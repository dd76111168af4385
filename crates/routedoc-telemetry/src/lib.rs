//! Logging setup for routedoc.
//!
//! Document assembly reports through `tracing`: route registration, skipped
//! validation rules and operations placed in the document are logged at
//! `debug`, finished documents at `info`. This crate installs a
//! `tracing-subscriber` registry that writes those events as JSON or as
//! human-readable text.
//!
//! # Example
//!
//! ```rust,no_run
//! use routedoc_telemetry::{init_logging, LogConfig};
//!
//! init_logging(&LogConfig::development())?;
//! tracing::info!("Documentation ready");
//! # Ok::<(), routedoc_telemetry::TelemetryError>(())
//! ```

pub mod error;
pub mod logging;

pub use error::TelemetryError;
pub use logging::{create_env_filter, init_logging, LogConfig};

/// Result type for telemetry operations.
pub type TelemetryResult<T> = Result<T, TelemetryError>;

+++

The full listing above is to be copied exactly, line for line.

_Result for this task_.
repository dd76111168af4385
filename crates/routedoc-telemetry/src/lib.rs
//! Logging setup for routedoc.
//!
//! Document assembly reports through `tracing`: route registration, skipped
//! validation rules and operations placed in the document are logged at
//! `debug`, finished documents at `info`. This crate installs a
//! `tracing-subscriber` registry that writes those events as JSON or as
//! human-readable text.
//!
//! # Example
//!
//! ```rust,no_run
//! use routedoc_telemetry::{init_logging, LogConfig};
//!
//! init_logging(&LogConfig::development())?;
//! tracing::info!("Documentation ready");
//! # Ok::<(), routedoc_telemetry::TelemetryError>(())
//! ```

pub mod error;
pub mod logging;

pub use error::TelemetryError;
pub use logging::{create_env_filter, init_logging, LogConfig};

/// Result type for telemetry operations.
pub type TelemetryResult<T> = Result<T, TelemetryError>;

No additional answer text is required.